*DIRECTIONS:* The response must consist of each line in the listing that has the word "ErrorKind" in it.

*MATERIAL SHOWN:*

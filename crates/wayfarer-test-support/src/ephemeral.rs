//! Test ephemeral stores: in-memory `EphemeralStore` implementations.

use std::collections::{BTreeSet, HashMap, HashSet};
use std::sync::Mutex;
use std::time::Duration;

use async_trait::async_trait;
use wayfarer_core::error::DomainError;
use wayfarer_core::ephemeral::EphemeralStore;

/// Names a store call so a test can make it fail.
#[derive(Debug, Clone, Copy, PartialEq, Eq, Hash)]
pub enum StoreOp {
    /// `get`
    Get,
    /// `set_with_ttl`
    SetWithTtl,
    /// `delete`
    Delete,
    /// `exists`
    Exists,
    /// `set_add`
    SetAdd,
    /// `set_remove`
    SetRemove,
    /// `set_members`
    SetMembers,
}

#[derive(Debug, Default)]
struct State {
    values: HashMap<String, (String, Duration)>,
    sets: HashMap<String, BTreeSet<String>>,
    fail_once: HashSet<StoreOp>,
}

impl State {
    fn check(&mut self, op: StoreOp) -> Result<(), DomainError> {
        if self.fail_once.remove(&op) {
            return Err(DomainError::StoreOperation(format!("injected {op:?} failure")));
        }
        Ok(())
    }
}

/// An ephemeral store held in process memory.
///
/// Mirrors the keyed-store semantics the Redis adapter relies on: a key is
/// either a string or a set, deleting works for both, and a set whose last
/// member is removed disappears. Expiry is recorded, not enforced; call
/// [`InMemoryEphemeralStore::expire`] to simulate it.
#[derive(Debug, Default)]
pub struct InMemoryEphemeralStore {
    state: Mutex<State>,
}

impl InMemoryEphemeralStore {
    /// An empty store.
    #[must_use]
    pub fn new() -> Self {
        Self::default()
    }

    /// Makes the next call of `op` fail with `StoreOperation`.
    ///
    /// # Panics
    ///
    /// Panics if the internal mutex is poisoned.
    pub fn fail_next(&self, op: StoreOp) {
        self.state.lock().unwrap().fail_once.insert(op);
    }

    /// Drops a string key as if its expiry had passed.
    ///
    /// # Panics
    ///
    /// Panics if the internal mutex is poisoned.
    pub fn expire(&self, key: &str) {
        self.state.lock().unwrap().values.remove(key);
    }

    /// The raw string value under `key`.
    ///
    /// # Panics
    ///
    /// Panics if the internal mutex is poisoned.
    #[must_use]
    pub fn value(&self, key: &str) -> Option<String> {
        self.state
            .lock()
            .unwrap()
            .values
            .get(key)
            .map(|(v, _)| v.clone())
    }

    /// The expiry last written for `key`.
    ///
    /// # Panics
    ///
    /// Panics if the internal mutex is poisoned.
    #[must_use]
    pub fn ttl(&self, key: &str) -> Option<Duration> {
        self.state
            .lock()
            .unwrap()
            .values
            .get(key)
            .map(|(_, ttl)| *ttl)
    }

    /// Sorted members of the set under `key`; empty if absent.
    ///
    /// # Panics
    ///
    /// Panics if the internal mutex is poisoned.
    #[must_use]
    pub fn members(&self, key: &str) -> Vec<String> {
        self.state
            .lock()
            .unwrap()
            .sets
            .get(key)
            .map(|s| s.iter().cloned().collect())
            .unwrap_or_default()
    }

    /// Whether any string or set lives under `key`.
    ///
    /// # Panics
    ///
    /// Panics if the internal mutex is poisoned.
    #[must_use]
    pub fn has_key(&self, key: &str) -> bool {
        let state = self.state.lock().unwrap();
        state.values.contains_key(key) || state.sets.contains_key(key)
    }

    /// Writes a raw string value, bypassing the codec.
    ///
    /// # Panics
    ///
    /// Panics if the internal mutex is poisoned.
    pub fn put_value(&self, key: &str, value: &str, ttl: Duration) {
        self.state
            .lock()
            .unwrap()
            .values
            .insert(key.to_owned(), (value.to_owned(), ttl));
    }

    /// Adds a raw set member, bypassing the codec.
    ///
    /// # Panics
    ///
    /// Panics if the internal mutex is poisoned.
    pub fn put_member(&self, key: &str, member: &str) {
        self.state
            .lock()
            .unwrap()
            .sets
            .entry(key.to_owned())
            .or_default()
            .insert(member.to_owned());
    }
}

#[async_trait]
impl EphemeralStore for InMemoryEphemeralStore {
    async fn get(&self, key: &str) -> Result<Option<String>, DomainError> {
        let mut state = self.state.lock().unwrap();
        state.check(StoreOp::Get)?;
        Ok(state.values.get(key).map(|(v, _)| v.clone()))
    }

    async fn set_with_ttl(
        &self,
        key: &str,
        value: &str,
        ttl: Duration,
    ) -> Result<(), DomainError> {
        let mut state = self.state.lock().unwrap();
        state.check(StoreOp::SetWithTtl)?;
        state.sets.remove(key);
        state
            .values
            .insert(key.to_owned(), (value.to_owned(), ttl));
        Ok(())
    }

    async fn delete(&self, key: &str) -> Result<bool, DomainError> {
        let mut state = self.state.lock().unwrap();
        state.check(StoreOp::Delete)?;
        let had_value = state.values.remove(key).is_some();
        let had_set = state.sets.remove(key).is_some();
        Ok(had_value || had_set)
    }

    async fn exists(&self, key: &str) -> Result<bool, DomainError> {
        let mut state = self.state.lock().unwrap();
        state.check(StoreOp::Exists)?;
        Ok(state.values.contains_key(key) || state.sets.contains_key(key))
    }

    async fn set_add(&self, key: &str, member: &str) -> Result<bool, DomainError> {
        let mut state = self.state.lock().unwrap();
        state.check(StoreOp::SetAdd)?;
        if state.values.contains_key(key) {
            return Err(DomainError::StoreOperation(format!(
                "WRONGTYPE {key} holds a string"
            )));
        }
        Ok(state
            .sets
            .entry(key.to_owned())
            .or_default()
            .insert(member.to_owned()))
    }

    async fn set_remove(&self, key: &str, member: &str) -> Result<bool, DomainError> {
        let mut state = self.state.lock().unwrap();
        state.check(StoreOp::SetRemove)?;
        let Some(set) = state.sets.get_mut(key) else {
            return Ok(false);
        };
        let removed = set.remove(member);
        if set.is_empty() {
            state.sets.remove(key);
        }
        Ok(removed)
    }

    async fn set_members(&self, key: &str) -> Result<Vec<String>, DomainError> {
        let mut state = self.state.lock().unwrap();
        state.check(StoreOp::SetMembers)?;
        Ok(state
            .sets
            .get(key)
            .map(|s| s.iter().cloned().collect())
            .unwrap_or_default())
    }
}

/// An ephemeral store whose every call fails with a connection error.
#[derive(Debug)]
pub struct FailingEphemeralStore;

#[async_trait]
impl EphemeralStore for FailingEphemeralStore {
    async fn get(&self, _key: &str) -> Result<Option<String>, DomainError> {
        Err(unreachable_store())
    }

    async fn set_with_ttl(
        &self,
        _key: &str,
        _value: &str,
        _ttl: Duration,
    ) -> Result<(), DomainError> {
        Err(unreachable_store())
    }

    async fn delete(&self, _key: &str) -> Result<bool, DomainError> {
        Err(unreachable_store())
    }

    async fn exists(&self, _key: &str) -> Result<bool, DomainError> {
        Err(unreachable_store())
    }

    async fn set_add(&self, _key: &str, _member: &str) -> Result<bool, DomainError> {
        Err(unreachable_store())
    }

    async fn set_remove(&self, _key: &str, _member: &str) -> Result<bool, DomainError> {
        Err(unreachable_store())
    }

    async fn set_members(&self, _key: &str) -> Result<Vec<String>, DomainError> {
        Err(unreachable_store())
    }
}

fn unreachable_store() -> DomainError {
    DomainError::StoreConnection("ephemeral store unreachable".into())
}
* * *
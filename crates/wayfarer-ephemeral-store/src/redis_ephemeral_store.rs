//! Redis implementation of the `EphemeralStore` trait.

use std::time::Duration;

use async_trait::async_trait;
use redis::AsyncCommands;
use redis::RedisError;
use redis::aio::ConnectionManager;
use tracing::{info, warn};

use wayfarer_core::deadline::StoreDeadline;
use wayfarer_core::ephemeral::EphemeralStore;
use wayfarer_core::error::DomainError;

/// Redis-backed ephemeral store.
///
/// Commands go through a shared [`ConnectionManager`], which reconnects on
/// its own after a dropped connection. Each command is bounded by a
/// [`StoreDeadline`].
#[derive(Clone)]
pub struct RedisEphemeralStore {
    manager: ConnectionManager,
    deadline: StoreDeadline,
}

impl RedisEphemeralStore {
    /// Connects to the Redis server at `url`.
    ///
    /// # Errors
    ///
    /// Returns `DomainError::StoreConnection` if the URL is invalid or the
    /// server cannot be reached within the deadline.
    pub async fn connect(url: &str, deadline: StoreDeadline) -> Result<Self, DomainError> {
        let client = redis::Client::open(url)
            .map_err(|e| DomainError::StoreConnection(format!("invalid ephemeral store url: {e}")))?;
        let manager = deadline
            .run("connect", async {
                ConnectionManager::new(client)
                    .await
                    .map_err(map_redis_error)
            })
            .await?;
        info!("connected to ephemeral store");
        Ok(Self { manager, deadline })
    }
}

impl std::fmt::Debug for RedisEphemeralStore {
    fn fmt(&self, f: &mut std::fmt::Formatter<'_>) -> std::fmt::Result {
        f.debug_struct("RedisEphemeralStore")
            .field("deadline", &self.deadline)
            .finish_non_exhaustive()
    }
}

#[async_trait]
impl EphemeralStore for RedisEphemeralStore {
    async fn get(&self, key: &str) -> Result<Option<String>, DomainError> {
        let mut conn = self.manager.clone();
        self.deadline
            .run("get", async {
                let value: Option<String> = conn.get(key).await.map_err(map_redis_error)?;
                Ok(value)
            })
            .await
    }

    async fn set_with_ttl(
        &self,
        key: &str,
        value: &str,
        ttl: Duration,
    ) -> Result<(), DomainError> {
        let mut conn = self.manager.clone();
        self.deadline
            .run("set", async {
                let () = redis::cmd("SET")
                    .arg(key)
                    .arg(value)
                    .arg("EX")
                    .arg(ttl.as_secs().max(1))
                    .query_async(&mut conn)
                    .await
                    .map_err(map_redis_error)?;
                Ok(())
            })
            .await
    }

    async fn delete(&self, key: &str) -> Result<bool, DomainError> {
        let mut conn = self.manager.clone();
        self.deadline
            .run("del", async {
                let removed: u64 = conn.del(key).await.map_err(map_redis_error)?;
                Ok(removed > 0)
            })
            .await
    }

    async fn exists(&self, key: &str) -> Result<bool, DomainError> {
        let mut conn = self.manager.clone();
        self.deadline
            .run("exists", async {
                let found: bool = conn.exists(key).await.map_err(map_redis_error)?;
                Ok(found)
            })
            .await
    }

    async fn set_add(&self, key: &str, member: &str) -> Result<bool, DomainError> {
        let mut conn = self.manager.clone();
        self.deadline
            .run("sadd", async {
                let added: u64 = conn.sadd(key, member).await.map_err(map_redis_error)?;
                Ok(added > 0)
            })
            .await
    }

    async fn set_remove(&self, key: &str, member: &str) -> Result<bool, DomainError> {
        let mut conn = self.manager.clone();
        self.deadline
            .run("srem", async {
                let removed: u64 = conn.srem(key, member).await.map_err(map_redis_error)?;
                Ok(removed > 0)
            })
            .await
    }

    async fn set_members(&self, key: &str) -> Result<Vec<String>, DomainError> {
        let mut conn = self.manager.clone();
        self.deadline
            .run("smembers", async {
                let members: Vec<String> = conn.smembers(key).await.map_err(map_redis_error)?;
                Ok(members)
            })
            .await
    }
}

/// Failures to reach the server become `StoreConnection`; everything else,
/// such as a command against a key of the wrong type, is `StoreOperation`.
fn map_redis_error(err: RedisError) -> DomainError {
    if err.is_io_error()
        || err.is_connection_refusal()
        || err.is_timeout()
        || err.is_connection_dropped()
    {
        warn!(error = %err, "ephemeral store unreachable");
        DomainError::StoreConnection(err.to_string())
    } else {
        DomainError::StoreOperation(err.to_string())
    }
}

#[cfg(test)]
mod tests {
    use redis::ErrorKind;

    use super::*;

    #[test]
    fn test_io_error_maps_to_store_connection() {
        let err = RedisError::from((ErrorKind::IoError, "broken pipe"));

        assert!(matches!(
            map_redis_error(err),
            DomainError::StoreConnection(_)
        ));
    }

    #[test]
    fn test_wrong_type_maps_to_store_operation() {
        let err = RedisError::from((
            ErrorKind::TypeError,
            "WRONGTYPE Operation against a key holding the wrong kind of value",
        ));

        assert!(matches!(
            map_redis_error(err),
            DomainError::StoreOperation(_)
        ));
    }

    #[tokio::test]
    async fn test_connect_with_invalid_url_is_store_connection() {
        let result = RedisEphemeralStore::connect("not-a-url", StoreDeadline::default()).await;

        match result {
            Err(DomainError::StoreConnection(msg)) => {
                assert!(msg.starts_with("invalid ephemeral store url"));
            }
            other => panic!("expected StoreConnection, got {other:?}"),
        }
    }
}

*RESULT OF THIS EXERCISE:*
    use redis::ErrorKind;
        let err = RedisError::from((ErrorKind::IoError, "broken pipe"));
            ErrorKind::TypeError,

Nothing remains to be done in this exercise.